#### [Problem requirements]
Across the entries below, how many lines have the word "classification" in them? Respond with only the number.

#### [Provided data]
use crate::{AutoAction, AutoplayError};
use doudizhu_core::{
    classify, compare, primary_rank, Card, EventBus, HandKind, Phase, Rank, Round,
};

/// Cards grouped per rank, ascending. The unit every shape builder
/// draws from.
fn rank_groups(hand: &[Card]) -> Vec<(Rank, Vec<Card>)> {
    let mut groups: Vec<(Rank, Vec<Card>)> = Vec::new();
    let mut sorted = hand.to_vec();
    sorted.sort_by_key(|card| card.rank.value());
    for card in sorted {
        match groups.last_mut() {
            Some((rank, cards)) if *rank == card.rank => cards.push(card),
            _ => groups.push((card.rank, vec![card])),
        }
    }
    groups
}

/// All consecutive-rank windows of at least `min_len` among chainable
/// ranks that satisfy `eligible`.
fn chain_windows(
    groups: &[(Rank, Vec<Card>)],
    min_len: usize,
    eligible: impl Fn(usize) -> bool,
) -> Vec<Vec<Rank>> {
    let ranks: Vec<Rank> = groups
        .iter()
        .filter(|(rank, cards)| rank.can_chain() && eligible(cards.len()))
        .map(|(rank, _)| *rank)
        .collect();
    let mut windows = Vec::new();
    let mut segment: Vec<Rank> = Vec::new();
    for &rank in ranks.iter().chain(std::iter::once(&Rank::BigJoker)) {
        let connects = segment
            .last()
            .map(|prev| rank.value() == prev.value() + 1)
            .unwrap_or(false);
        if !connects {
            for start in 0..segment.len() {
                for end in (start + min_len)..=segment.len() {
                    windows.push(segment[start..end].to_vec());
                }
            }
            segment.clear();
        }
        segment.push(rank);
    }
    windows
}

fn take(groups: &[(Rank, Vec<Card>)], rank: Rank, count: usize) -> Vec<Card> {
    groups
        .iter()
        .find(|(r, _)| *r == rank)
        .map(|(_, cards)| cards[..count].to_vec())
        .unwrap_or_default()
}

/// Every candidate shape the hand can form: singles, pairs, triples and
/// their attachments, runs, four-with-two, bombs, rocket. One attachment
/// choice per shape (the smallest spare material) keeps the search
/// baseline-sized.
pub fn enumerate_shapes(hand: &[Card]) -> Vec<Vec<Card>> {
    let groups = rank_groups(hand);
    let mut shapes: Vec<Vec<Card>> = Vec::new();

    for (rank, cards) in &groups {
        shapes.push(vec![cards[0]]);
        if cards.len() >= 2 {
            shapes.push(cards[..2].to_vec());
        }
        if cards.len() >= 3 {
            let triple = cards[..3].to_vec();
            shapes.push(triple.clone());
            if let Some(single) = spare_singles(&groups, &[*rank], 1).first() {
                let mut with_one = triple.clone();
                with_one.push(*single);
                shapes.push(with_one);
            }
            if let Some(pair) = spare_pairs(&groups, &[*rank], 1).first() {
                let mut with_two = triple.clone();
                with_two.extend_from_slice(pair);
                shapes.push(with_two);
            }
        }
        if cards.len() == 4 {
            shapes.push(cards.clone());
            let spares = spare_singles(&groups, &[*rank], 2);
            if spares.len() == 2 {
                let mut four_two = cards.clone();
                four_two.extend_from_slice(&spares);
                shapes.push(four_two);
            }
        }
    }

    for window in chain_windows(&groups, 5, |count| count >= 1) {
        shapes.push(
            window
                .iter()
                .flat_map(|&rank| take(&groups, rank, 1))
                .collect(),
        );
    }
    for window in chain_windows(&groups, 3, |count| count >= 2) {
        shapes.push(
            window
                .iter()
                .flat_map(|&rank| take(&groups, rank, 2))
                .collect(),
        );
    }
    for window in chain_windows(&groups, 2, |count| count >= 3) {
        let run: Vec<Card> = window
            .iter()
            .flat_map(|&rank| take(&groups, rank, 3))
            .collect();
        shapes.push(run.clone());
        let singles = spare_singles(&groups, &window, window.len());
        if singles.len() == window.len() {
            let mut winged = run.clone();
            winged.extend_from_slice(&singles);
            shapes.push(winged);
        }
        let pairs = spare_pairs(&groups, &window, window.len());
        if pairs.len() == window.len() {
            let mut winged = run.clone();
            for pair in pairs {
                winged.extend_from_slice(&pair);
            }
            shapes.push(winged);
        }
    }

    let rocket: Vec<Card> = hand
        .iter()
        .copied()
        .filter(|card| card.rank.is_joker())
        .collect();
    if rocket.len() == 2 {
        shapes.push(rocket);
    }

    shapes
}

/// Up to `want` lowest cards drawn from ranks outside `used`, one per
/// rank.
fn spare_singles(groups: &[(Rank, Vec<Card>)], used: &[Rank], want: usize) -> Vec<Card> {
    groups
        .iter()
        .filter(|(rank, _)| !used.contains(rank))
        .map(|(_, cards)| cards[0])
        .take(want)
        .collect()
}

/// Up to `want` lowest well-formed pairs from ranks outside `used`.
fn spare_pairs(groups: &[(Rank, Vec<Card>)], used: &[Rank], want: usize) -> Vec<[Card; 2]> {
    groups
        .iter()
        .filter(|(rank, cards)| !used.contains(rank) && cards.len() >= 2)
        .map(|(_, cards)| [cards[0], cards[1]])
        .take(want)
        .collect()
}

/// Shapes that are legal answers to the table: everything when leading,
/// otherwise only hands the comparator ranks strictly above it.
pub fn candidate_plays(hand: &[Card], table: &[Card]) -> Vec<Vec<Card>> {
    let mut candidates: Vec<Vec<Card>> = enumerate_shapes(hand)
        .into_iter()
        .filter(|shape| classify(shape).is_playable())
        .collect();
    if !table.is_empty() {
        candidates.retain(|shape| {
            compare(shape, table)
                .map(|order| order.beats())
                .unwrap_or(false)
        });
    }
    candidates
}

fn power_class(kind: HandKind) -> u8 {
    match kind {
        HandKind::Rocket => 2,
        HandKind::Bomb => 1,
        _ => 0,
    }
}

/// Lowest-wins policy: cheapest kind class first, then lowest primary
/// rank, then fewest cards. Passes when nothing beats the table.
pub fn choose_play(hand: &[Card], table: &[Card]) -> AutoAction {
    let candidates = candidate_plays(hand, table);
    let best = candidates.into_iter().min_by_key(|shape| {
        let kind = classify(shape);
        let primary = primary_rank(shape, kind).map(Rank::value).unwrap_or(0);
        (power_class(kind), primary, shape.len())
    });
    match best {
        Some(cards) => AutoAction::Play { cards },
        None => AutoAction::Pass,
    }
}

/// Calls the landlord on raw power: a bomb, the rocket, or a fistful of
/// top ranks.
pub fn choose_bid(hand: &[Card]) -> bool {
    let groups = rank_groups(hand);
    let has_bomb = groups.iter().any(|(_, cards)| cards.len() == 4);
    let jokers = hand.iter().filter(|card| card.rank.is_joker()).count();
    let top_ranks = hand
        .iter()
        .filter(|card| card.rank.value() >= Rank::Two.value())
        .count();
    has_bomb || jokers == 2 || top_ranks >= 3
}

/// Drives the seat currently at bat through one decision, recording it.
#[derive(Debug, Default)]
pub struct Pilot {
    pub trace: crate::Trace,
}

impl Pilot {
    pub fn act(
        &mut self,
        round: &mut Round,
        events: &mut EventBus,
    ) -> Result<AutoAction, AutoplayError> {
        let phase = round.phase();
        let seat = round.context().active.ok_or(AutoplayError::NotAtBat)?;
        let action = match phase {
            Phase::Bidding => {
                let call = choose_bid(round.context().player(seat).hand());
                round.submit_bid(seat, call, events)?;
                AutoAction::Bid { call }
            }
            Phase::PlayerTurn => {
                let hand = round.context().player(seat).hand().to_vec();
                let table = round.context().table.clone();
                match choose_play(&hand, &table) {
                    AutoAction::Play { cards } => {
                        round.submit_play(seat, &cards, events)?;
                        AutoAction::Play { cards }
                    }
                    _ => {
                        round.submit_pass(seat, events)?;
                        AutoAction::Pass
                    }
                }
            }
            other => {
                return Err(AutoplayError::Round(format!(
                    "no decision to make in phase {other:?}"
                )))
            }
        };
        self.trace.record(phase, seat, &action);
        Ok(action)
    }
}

==

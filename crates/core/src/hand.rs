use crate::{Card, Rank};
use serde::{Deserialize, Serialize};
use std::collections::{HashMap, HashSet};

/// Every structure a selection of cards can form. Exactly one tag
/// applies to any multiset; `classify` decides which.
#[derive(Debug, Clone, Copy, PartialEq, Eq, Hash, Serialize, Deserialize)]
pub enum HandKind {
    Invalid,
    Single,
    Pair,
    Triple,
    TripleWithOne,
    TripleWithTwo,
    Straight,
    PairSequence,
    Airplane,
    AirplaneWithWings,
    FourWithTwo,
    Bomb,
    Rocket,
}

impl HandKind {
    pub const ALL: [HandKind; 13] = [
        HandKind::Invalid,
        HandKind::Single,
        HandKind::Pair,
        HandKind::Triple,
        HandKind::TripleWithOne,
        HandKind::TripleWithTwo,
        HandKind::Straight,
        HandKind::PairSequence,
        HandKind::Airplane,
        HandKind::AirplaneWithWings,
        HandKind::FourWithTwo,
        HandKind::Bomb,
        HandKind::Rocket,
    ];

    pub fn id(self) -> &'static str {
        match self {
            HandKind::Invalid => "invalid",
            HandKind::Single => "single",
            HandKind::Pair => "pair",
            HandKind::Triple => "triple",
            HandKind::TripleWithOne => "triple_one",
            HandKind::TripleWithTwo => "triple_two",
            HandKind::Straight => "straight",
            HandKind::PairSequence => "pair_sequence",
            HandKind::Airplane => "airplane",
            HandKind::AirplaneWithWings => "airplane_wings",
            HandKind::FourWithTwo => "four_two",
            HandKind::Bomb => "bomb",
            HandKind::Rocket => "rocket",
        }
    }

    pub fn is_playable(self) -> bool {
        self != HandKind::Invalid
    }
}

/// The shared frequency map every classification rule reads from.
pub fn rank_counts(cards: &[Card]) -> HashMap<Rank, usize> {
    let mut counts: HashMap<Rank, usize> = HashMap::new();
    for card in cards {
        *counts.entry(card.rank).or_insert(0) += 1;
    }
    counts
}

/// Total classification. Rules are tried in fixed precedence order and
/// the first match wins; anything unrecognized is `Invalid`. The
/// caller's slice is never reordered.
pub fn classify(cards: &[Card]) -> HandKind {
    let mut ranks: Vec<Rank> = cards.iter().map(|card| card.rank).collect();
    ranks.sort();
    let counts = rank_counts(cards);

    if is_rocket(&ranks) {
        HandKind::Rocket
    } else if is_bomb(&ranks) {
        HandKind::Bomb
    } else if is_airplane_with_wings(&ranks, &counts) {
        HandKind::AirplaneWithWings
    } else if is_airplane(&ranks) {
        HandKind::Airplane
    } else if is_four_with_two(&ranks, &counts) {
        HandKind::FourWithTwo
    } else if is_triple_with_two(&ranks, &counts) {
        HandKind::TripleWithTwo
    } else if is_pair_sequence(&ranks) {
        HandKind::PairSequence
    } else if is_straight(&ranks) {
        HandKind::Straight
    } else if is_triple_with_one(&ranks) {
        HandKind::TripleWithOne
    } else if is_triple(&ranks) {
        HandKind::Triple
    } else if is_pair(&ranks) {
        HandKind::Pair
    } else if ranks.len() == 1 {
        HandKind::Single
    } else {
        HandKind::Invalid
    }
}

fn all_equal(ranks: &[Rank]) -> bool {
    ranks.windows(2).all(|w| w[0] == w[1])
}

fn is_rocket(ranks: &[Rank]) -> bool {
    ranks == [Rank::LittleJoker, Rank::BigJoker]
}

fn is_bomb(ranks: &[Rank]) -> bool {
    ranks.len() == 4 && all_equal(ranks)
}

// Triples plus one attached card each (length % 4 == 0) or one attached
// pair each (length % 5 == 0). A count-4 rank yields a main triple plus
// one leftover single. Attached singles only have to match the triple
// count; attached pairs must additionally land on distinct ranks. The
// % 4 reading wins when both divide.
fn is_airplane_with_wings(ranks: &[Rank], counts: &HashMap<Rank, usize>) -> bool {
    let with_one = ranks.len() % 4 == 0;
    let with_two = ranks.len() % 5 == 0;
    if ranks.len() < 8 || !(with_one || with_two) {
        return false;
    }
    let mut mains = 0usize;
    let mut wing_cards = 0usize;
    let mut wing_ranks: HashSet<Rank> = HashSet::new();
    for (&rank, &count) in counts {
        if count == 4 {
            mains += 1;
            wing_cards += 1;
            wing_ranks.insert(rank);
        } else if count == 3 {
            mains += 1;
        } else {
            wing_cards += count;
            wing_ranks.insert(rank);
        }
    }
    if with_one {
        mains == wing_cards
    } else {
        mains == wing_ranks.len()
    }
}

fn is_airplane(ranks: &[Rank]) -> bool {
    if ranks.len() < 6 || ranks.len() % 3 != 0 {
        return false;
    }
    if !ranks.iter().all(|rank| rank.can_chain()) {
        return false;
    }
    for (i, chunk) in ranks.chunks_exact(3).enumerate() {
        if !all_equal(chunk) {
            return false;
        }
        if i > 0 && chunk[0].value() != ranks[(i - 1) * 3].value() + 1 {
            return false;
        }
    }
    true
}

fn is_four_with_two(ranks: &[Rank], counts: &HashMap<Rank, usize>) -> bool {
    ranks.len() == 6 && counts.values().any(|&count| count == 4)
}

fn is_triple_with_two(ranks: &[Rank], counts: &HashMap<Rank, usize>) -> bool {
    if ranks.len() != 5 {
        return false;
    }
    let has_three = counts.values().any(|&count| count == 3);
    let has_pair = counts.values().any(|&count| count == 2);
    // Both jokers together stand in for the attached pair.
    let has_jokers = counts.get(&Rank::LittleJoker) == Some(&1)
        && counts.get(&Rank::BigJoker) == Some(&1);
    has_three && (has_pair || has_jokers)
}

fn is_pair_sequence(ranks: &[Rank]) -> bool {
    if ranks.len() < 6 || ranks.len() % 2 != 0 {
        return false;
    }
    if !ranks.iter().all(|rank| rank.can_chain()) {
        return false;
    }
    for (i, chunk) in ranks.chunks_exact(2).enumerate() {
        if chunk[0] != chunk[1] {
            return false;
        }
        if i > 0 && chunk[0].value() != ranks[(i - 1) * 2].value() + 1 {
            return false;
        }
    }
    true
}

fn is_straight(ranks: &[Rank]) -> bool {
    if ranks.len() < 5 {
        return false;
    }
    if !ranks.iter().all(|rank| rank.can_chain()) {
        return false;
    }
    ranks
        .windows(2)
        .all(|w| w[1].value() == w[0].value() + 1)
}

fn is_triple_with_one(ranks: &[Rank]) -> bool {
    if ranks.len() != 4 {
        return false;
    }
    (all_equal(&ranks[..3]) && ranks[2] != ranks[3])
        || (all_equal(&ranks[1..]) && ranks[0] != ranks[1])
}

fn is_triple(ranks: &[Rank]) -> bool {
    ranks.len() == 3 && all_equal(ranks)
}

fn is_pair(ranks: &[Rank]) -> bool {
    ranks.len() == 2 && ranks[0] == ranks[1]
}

#### [Solution to this problem]
2